Riscos de privacidade
Especialistas em tecnologia apontam que apps como Rebu e GigU, ao utilizarem serviços de acessibilidade, têm acesso a informações sensíveis da tela do celular. Sem os devidos protocolos de segurança, isso pode resultar em vazamentos ou uso indevido de dados pessoais.
Essas ferramentas não armazenam os dados em servidores externos, mas o risco permanece, principalmente caso o celular seja invadido por terceiros.
O que dizem as plataformas
A Uber afirma que os motoristas recebem informações suficientes sobre a corrida antes de aceitá-la, incluindo valor, distância e taxa dinâmica. A empresa também alega que o uso de apps auxiliares compromete o equilíbrio do sistema.
A 99, por sua vez, informa que aplica uma taxa semanal de até 24%, com reembolsos automáticos se houver excedente. Motoristas podem recusar viagens e são alertados sobre áreas de risco. Já a InDrive não se manifestou.
Novas funcionalidades e serviços adicionais
Corridas particulares e classificado de veículos
O Rebu oferece o “uberímetro”, um sistema semelhante ao taxímetro para corridas privadas. Após o trajeto, é gerado um recibo que pode ser usado para reembolsos corporativos. Além disso, há um sistema de compra, venda e aluguel de carros diretamente dentro do app.

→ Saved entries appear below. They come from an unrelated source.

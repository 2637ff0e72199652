//! Bounded many-producer, single-consumer event conduit.
//!
//! Backpressure stalls producers instead of dropping records. Records from a
//! single producer arrive in submission order; records from different
//! producers interleave in arrival order.

use pitlane_types::EventRecord;
use thiserror::Error;
use tokio::sync::mpsc;

/// Default conduit capacity. Bounds memory under a slow consumer.
pub const DEFAULT_SINK_CAPACITY: usize = 100;

/// Errors from submitting to a sink.
#[derive(Debug, Clone, PartialEq, Eq, Error)]
pub enum SinkError {
    /// The consumer closed the stream or went away.
    #[error("Event sink closed")]
    Closed,
}

/// Create a connected sink/stream pair with the given capacity.
///
/// # Panics
///
/// Panics if `capacity` is zero, like [`tokio::sync::mpsc::channel`].
pub fn event_channel(capacity: usize) -> (EventSink, EventStream) {
    let (tx, rx) = mpsc::channel(capacity);
    (EventSink { tx }, EventStream { rx })
}

/// Producer side. Clone it once per producing task.
#[derive(Debug, Clone)]
pub struct EventSink {
    tx: mpsc::Sender<EventRecord>,
}

impl EventSink {
    /// Submit a record, waiting for capacity if the conduit is full.
    ///
    /// Fails with [`SinkError::Closed`] once the stream has been closed or
    /// dropped; never blocks past that point.
    pub async fn submit(&self, record: EventRecord) -> Result<(), SinkError> {
        self.tx.send(record).await.map_err(|_| SinkError::Closed)
    }

    /// Whether the consumer has closed or dropped the stream.
    pub fn is_closed(&self) -> bool {
        self.tx.is_closed()
    }

    /// Free slots right now.
    pub fn available_capacity(&self) -> usize {
        self.tx.capacity()
    }
}

/// Consumer side. There is exactly one per sink.
#[derive(Debug)]
pub struct EventStream {
    rx: mpsc::Receiver<EventRecord>,
}

impl EventStream {
    /// Wait for the next record.
    ///
    /// Returns `None` at end-of-stream: the stream was closed and drained, or
    /// every producer has been dropped.
    pub async fn next_event(&mut self) -> Option<EventRecord> {
        self.rx.recv().await
    }

    /// Take a record if one is ready, without waiting.
    pub fn try_next_event(&mut self) -> Option<EventRecord> {
        self.rx.try_recv().ok()
    }

    /// Close the conduit.
    ///
    /// Only the owner of the stream's lifetime calls this. Records already
    /// buffered remain readable; every later submit fails.
    pub fn close(&mut self) {
        self.rx.close();
    }
}

#[cfg(test)]
mod tests {
    use super::*;
    use pitlane_types::Topic;
    use std::time::Duration;

    #[tokio::test]
    async fn test_single_producer_order_is_preserved() {
        let (sink, mut stream) = event_channel(4);

        let producer = tokio::spawn(async move {
            for i in 0..20 {
                sink.submit(EventRecord::log(Topic::Ring, format!("line {i}")))
                    .await
                    .unwrap();
            }
        });

        let mut received = Vec::new();
        while let Some(record) = stream.next_event().await {
            received.push(record.text().unwrap().to_string());
        }
        producer.await.unwrap();

        let expected: Vec<String> = (0..20).map(|i| format!("line {i}")).collect();
        assert_eq!(received, expected);
    }

    #[tokio::test(flavor = "multi_thread", worker_threads = 4)]
    async fn test_concurrent_producers_lose_nothing() {
        let (sink, mut stream) = event_channel(DEFAULT_SINK_CAPACITY);
        let producers = 8;
        let per_producer = 250;

        let mut handles = Vec::new();
        for p in 0..producers {
            let sink = sink.clone();
            handles.push(tokio::spawn(async move {
                for i in 0..per_producer {
                    sink.submit(EventRecord::log(Topic::Parallel, format!("{p}:{i}")))
                        .await
                        .unwrap();
                }
            }));
        }
        drop(sink);

        let mut last_seen = vec![None::<usize>; producers];
        let mut total = 0;
        while let Some(record) = stream.next_event().await {
            let (p, i) = record.text().unwrap().split_once(':').unwrap();
            let (p, i): (usize, usize) = (p.parse().unwrap(), i.parse().unwrap());
            // Per-producer order holds even though producers interleave.
            if let Some(prev) = last_seen[p] {
                assert_eq!(i, prev + 1);
            }
            last_seen[p] = Some(i);
            total += 1;
        }
        for handle in handles {
            handle.await.unwrap();
        }

        assert_eq!(total, producers * per_producer);
    }

    #[tokio::test]
    async fn test_submit_after_close_fails() {
        let (sink, mut stream) = event_channel(4);
        sink.submit(EventRecord::untargeted("before")).await.unwrap();

        stream.close();
        assert!(sink.is_closed());
        assert_eq!(
            sink.submit(EventRecord::untargeted("after")).await,
            Err(SinkError::Closed)
        );

        // Buffered records survive the close, then the stream ends.
        assert_eq!(stream.next_event().await.unwrap().text(), Some("before"));
        assert!(stream.next_event().await.is_none());
    }

    #[tokio::test]
    async fn test_close_unblocks_stalled_producer() {
        let (sink, mut stream) = event_channel(1);
        sink.submit(EventRecord::untargeted("fills")).await.unwrap();
        assert_eq!(sink.available_capacity(), 0);

        let stalled = tokio::spawn({
            let sink = sink.clone();
            async move { sink.submit(EventRecord::untargeted("stalls")).await }
        });

        tokio::time::sleep(Duration::from_millis(10)).await;
        assert!(!stalled.is_finished());

        stream.close();
        assert_eq!(stalled.await.unwrap(), Err(SinkError::Closed));
    }

    #[tokio::test]
    async fn test_try_next_event_does_not_wait() {
        let (sink, mut stream) = event_channel(2);
        assert!(stream.try_next_event().is_none());

        sink.submit(EventRecord::untargeted("ready")).await.unwrap();
        assert_eq!(stream.try_next_event().unwrap().text(), Some("ready"));
    }

    #[tokio::test]
    async fn test_dropping_all_producers_ends_stream() {
        let (sink, mut stream) = event_channel(2);
        drop(sink);
        assert!(stream.next_event().await.is_none());
    }
}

Alerta de sinal fraco e GNV
Um dos diferenciais é o aviso sobre falhas de conexão, que impede que o motorista perca chamadas. Também é possível consultar postos de GNV com preços atualizados pela própria comunidade de motoristas.
A atuação de aplicativos auxiliares como GigU e Rebu tem mudado profundamente o ecossistema das corridas por aplicativo no Brasil. Se por um lado empoderam o motorista e otimizam os ganhos, por outro levantam questões sobre concorrência, regulação, privacidade e qualidade no atendimento ao passageiro.
O futuro da mobilidade urbana passa inevitavelmente pela tecnologia. No entanto, será preciso construir um equilíbrio entre liberdade de inovação, direitos dos consumidores e deveres das plataformas, garantindo transparência e segurança a todos os envolvidos.